Bird gets 20 entries in the spawn table for every Cell8 automatically so there's always something to catch. For each Cell10 with the appropriate type, we add 5 entries to the spawn table for Fish, Crab, or Bear. So, in a rural field, with nothing special, we would have a spawn table of 20 Bird entries, and would be guaranteed to only catch Bird. In the middle of Lake Erie, where all 400 Cell10s in a Cell8 would be 'water' terrain, we'd have 2,000 entries for Fish (99%) and 20 for Bird (1%). In a Cell8 with a parking lot and empty space buffering a beach along the lake, we might see 200 entries for Crab(48%), 200(48%) entries for Fish, and 20(4%) for Bird.
This logic is pretty solid, and any time we want a creature to appear, we pick one random entry in that spawn table and create the creature named in it. If we have multiple creatures in a terrain, we add them both to the spawn table. If some creatures in a terrain are rarer than others, we add fewer of those to the spawn table. If we want to add new terrain types, those can be added to the style set in the database, and they'll appear in the output without changing any code. The proportions scale automatically with the map data, and if we don't like how quickly or slowly the output changes we can tweak a few numbers to handle that.
Now, let's circle back and look at the spawn locations. For the most part, Niantic puts more creatures where their data says more people have been, and calls that good enough. We don't know that information. What we do have is the map data, and the terrain info for all the places in it.

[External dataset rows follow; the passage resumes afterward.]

//! Stylesheet and runtime script for generated sites.

use lightningcss::stylesheet::{ParserOptions, PrinterOptions, StyleSheet};

/// Asset pipeline utilities.
pub struct AssetPipeline;

impl AssetPipeline {
    /// The site stylesheet.
    pub fn generate_css() -> String {
        DEFAULT_CSS.to_string()
    }

    /// The site runtime script.
    pub fn generate_js() -> String {
        DEFAULT_JS.to_string()
    }

    /// Minify CSS using lightningcss.
    pub fn minify_css(css: &str) -> Result<String, String> {
        let stylesheet = StyleSheet::parse(css, ParserOptions::default())
            .map_err(|e| format!("CSS parse error: {}", e))?;

        let minified = stylesheet
            .to_css(PrinterOptions {
                minify: true,
                ..Default::default()
            })
            .map_err(|e| format!("CSS minify error: {}", e))?;

        Ok(minified.code)
    }

    /// The stylesheet, minified when asked. Minifier errors leave it
    /// unminified.
    pub fn stylesheet(minify: bool) -> String {
        let css = Self::generate_css();
        if !minify {
            return css;
        }
        match Self::minify_css(&css) {
            Ok(minified) => minified,
            Err(e) => {
                tracing::warn!("{}", e);
                css
            }
        }
    }
}

// Theme tokens follow the shadcn variable names. `data-theme` picks the
// accent, `data-radius` the corner radius, `.dark` the dark palette.
const DEFAULT_CSS: &str = r#"/* aiui site theme */

:root {
  --background: #ffffff;
  --foreground: #09090b;
  --card: #ffffff;
  --card-foreground: #09090b;
  --primary: #18181b;
  --primary-foreground: #fafafa;
  --muted: #f4f4f5;
  --muted-foreground: #71717a;
  --accent: #f4f4f5;
  --accent-foreground: #18181b;
  --border: #e4e4e7;
  --destructive: #dc2626;
  --radius: 0.5rem;
  --sidebar-width: 260px;
  --toc-width: 240px;
  --content-max-width: 820px;
}

.dark {
  --background: #09090b;
  --foreground: #fafafa;
  --card: #111113;
  --card-foreground: #fafafa;
  --primary: #fafafa;
  --primary-foreground: #18181b;
  --muted: #27272a;
  --muted-foreground: #a1a1aa;
  --accent: #27272a;
  --accent-foreground: #fafafa;
  --border: #27272a;
  --destructive: #ef4444;
}

[data-theme="blue"] { --primary: #2563eb; --primary-foreground: #eff6ff; }
[data-theme="green"] { --primary: #16a34a; --primary-foreground: #f0fdf4; }
[data-theme="orange"] { --primary: #ea580c; --primary-foreground: #fff7ed; }
[data-theme="red"] { --primary: #dc2626; --primary-foreground: #fef2f2; }
[data-theme="rose"] { --primary: #e11d48; --primary-foreground: #fff1f2; }
[data-theme="violet"] { --primary: #7c3aed; --primary-foreground: #f5f3ff; }
[data-theme="indigo"] { --primary: #4f46e5; --primary-foreground: #eef2ff; }
[data-theme="teal"] { --primary: #0d9488; --primary-foreground: #f0fdfa; }

[data-radius="none"] { --radius: 0; }
[data-radius="sm"] { --radius: 0.3rem; }
[data-radius="md"] { --radius: 0.5rem; }
[data-radius="lg"] { --radius: 0.75rem; }
[data-radius="xl"] { --radius: 1rem; }

* {
  box-sizing: border-box;
  margin: 0;
  padding: 0;
}

body {
  font-family: system-ui, -apple-system, sans-serif;
  background: var(--background);
  color: var(--foreground);
  line-height: 1.6;
  min-height: 100vh;
}

a {
  color: inherit;
}

/* Header and footer */
.skip-link {
  position: absolute;
  left: -999px;
  top: 0.5rem;
  z-index: 100;
  padding: 0.5rem 1rem;
  background: var(--primary);
  color: var(--primary-foreground);
}

.skip-link:focus {
  left: 0.5rem;
}

.focus-visible :focus-visible {
  outline: 2px solid var(--primary);
  outline-offset: 2px;
}

.reduce-motion *,
.reduce-motion *::before,
.reduce-motion *::after {
  transition: none !important;
  animation: none !important;
  scroll-behavior: auto !important;
}

.site-header {
  position: sticky;
  top: 0;
  z-index: 50;
  display: flex;
  align-items: center;
  gap: 1.5rem;
  height: 3.5rem;
  padding: 0 1.5rem;
  border-bottom: 1px solid var(--border);
  background: var(--background);
}

.site-title {
  display: flex;
  align-items: center;
  gap: 0.5rem;
  font-weight: 600;
  font-size: 1.125rem;
  text-decoration: none;
}

.site-title img {
  height: 1.75rem;
}

.header-nav {
  display: flex;
  gap: 1rem;
  flex: 1;
}

.header-nav a {
  color: var(--muted-foreground);
  text-decoration: none;
  font-size: 0.875rem;
}

.header-nav a:hover {
  color: var(--foreground);
}

.site-footer {
  display: flex;
  justify-content: space-between;
  gap: 1rem;
  padding: 2rem 1.5rem;
  border-top: 1px solid var(--border);
  color: var(--muted-foreground);
  font-size: 0.875rem;
}

.footer-links {
  display: flex;
  gap: 1rem;
}

/* Layouts */
.layout-three-column {
  display: grid;
  grid-template-columns: var(--sidebar-width) minmax(0, 1fr) var(--toc-width);
}

.layout-two-column {
  display: grid;
  grid-template-columns: var(--sidebar-width) minmax(0, 1fr);
}

.layout-centered .centered {
  max-width: 56rem;
  margin: 0 auto;
}

.layout-full-width .main {
  max-width: none;
}

.flexible-body {
  display: flex;
}

.flexible-body .main {
  flex: 1;
}

.main {
  padding: 2rem 1.5rem;
  max-width: var(--content-max-width);
  width: 100%;
}

/* Navigation */
.sidebar {
  position: sticky;
  top: 3.5rem;
  height: calc(100vh - 3.5rem);
  overflow-y: auto;
  padding: 1.5rem 1rem;
  border-right: 1px solid var(--border);
}

.nav-list,
.nav-children {
  list-style: none;
}

.nav-children {
  margin-left: 0.75rem;
  padding-left: 0.5rem;
  border-left: 1px solid var(--border);
}

.nav-group {
  display: block;
  margin-top: 1rem;
  padding: 0.25rem 0.5rem;
  font-size: 0.75rem;
  font-weight: 600;
  text-transform: uppercase;
  letter-spacing: 0.05em;
  color: var(--muted-foreground);
}

.nav-item a {
  display: block;
  padding: 0.375rem 0.5rem;
  border-radius: var(--radius);
  color: var(--muted-foreground);
  text-decoration: none;
  font-size: 0.875rem;
}

.nav-item a:hover {
  background: var(--accent);
  color: var(--accent-foreground);
}

.nav-item.active > a {
  background: var(--primary);
  color: var(--primary-foreground);
}

/* Table of contents */
.toc {
  position: sticky;
  top: 3.5rem;
  align-self: start;
  padding: 1.5rem 1rem;
  border-left: 1px solid var(--border);
}

.toc h4 {
  font-size: 0.75rem;
  font-weight: 600;
  text-transform: uppercase;
  letter-spacing: 0.1em;
  color: var(--muted-foreground);
  margin-bottom: 0.75rem;
}

.toc ul {
  list-style: none;
  margin-bottom: 1rem;
}

.toc a {
  font-size: 0.875rem;
  color: var(--muted-foreground);
  text-decoration: none;
}

.toc a:hover {
  color: var(--foreground);
}

.toc-level-3 {
  padding-left: 0.75rem;
}

.toc-level-4 {
  padding-left: 1.5rem;
}

/* Zones and widgets */
.zone {
  display: flex;
  flex-direction: column;
  gap: 1rem;
  padding: 1rem 0;
}

.zone-bottomNav,
.zone-topNav {
  flex-direction: row;
  padding: 1rem 1.5rem;
  border-top: 1px solid var(--border);
}

.card {
  padding: 1rem;
  border: 1px solid var(--border);
  border-radius: var(--radius);
  background: var(--card);
  color: var(--card-foreground);
}

.card-title {
  font-weight: 600;
}

.card-description {
  font-size: 0.875rem;
  color: var(--muted-foreground);
}

.stat-value {
  font-size: 1.5rem;
}

.stat-positive {
  color: #16a34a;
}

.stat-negative {
  color: var(--destructive);
}

.widget-quick-links ul {
  list-style: none;
  margin-top: 0.5rem;
}

.newsletter-form {
  display: flex;
  gap: 0.5rem;
  margin-top: 0.75rem;
}

.newsletter-form input {
  flex: 1;
  padding: 0.375rem 0.5rem;
  border: 1px solid var(--border);
  border-radius: var(--radius);
  background: var(--background);
  color: var(--foreground);
}

.widget-social-links {
  display: flex;
  gap: 1rem;
}

.widget-hero-banner {
  padding: 4rem 1.5rem;
  text-align: center;
}

.widget-hero-banner h1 {
  font-size: 3rem;
  font-weight: 700;
  letter-spacing: -0.02em;
}

.hero-subtitle {
  margin: 1rem 0 2rem;
  font-size: 1.25rem;
  color: var(--muted-foreground);
}

.widget-unknown {
  padding: 1rem;
  border: 1px dashed var(--border);
  border-radius: var(--radius);
  color: var(--muted-foreground);
  font-size: 0.875rem;
}

.button {
  display: inline-block;
  padding: 0.5rem 1rem;
  border: none;
  border-radius: var(--radius);
  background: var(--primary);
  color: var(--primary-foreground);
  text-decoration: none;
  font-weight: 500;
  cursor: pointer;
}

.button-lg {
  padding: 0.75rem 1.5rem;
  font-size: 1.125rem;
}

/* Document content */
.doc h1 {
  font-size: 2.25rem;
  font-weight: 700;
  margin-bottom: 1rem;
}

.doc h2 {
  font-size: 1.5rem;
  font-weight: 600;
  margin: 2rem 0 1rem;
  padding-bottom: 0.5rem;
  border-bottom: 1px solid var(--border);
}

.doc h3 {
  font-size: 1.25rem;
  font-weight: 600;
  margin: 1.5rem 0 0.75rem;
}

.doc p,
.doc ul,
.doc ol,
.doc table {
  margin-bottom: 1rem;
}

.doc ul,
.doc ol {
  padding-left: 1.5rem;
}

.doc a {
  color: var(--primary);
  text-underline-offset: 4px;
}

.doc .lead {
  font-size: 1.25rem;
  color: var(--muted-foreground);
}

.doc pre {
  position: relative;
  padding: 1rem;
  margin-bottom: 1rem;
  overflow-x: auto;
  border: 1px solid var(--border);
  border-radius: var(--radius);
  background: var(--card);
  font-size: 0.875rem;
}

.doc code {
  font-family: ui-monospace, monospace;
  font-size: 0.875em;
  padding: 0.125rem 0.375rem;
  border-radius: 0.25rem;
  background: var(--muted);
}

.doc pre code {
  padding: 0;
  background: none;
}

.copy-btn {
  position: absolute;
  top: 0.5rem;
  right: 0.5rem;
  padding: 0.25rem 0.75rem;
  font-size: 0.75rem;
  border: none;
  border-radius: var(--radius);
  background: var(--muted);
  color: var(--foreground);
  cursor: pointer;
}

/* Load error */
.load-error {
  display: flex;
  flex-direction: column;
  align-items: center;
  justify-content: center;
  gap: 1rem;
  min-height: 100vh;
}

.load-error h2 {
  color: var(--destructive);
}

.load-error p {
  color: var(--muted-foreground);
}

.menu-btn {
  display: none;
  margin-left: auto;
  padding: 0.25rem 0.5rem;
  border: 1px solid var(--border);
  border-radius: var(--radius);
  background: none;
  color: var(--foreground);
  cursor: pointer;
}

@media (max-width: 1024px) {
  .layout-three-column,
  .layout-two-column {
    grid-template-columns: minmax(0, 1fr);
  }

  .toc {
    display: none;
  }

  .sidebar {
    position: fixed;
    left: -100%;
    z-index: 40;
    width: var(--sidebar-width);
    background: var(--background);
    transition: left 0.3s;
  }

  .sidebar.open {
    left: 0;
  }

  .menu-btn {
    display: block;
  }
}
"#;

const DEFAULT_JS: &str = r#"// aiui site runtime
(function() {
  'use strict';

  const toggle = document.querySelector('.menu-btn');
  const nav = document.querySelector('.sidebar');
  if (toggle && nav) {
    toggle.addEventListener('click', () => nav.classList.toggle('open'));
    nav.addEventListener('click', event => {
      if (event.target.closest('a')) nav.classList.remove('open');
    });
  }

  // Keep the active nav item in view
  const active = document.querySelector('.nav-item.active');
  if (active && active.scrollIntoView) {
    active.scrollIntoView({ block: 'nearest' });
  }

  function addCopyButton(block) {
    if (block.dataset.copyable) return;
    block.dataset.copyable = 'true';

    const button = document.createElement('button');
    button.type = 'button';
    button.className = 'copy-btn';
    button.textContent = 'Copy';
    button.addEventListener('click', () => {
      const source = block.querySelector('code') || block;
      navigator.clipboard.writeText(source.textContent || '')
        .then(() => { button.textContent = 'Copied'; })
        .catch(() => { button.textContent = 'Failed'; })
        .finally(() => setTimeout(() => { button.textContent = 'Copy'; }, 1500));
    });
    block.appendChild(button);
  }

  document.querySelectorAll('article.doc pre').forEach(addCopyButton);
})();
"#;

#[cfg(test)]
mod tests {
    use super::*;

    #[test]
    fn css_carries_theme_hooks() {
        let css = AssetPipeline::generate_css();
        assert!(css.contains(".dark"));
        assert!(css.contains("[data-radius=\"lg\"]"));
        assert!(css.contains(".widget-unknown"));
    }

    #[test]
    fn generates_js() {
        let js = AssetPipeline::generate_js();
        assert!(js.contains("addEventListener"));
        assert!(js.contains("clipboard"));
    }

    #[test]
    fn minifies_css() {
        let css = r#"
.zone {
    display: flex;
    gap: 1rem;
}
        "#;

        let minified = AssetPipeline::minify_css(css).unwrap();

        assert!(!minified.contains('\n'));
        assert!(minified.contains(".zone"));
    }

    #[test]
    fn stylesheet_minifies_on_request() {
        let full = AssetPipeline::stylesheet(false);
        let small = AssetPipeline::stylesheet(true);
        assert!(small.len() < full.len());
    }
}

A Cell8 contains 400 Cell10s, and we could spawn a creature in any 400 of them. Maybe that's good enough, since the big named competitor doesn't limit Pokemon from spawning in the middle of a lake if their data set shows someone's cell phone reporting in from the middle of a lake. But we can make an attempt at doing better, without tracking people either.
First, we may say that some terrain types are off-limits. We could check our list of 400 valid Cell10 spawn points, and say that 'trunk', 'primary', and 'secondary' roads are off-limits for a game about walking around, removing any spaces with those vehicle-only roads from our list of places. We might also pick 'industrial' or 'military' areas as off-limits to discourage people from walking in them for creatures. This might not be fair to people that work inside those areas and not let them play where it's most convenient for them on a break, so it's a balance to consider.
'tertiary' roads usually have sidewalks, so we might allow creatures to spawn there, or ensure that some minimum number of creatures DO spawn on them when they're present in a Cell8. Likewise, if we're deep in a nature reserve, odds are good that we can't actually walk though every Cell10 there, but there will be hiking trails, and we could ensure that when 'trail' terrain is present, that a minimum number of spawns happen on those Cell10s. Since we pick from the full spawn table, we'll still get the creatures from the nature reserve to show up on the walking trail Cell10s we choose to spawn at. After the minimums on the preferred terrain types are spawned, we can let the rest fall randomly around the rest of the permitted Cell10s.
And there we go. With a few simple rules in place, we negate the need for an additional large data set to determine where creatures would spawn in our example monster collecting game. We might even do better, giving consideration to the actual terrain for safety and user experience reasons, not simply checking if cell phones had ever reported standing in a spot a dozen years ago. You may find that you want to make your own rules, or tweak them further for a game's specific needs, and that's great!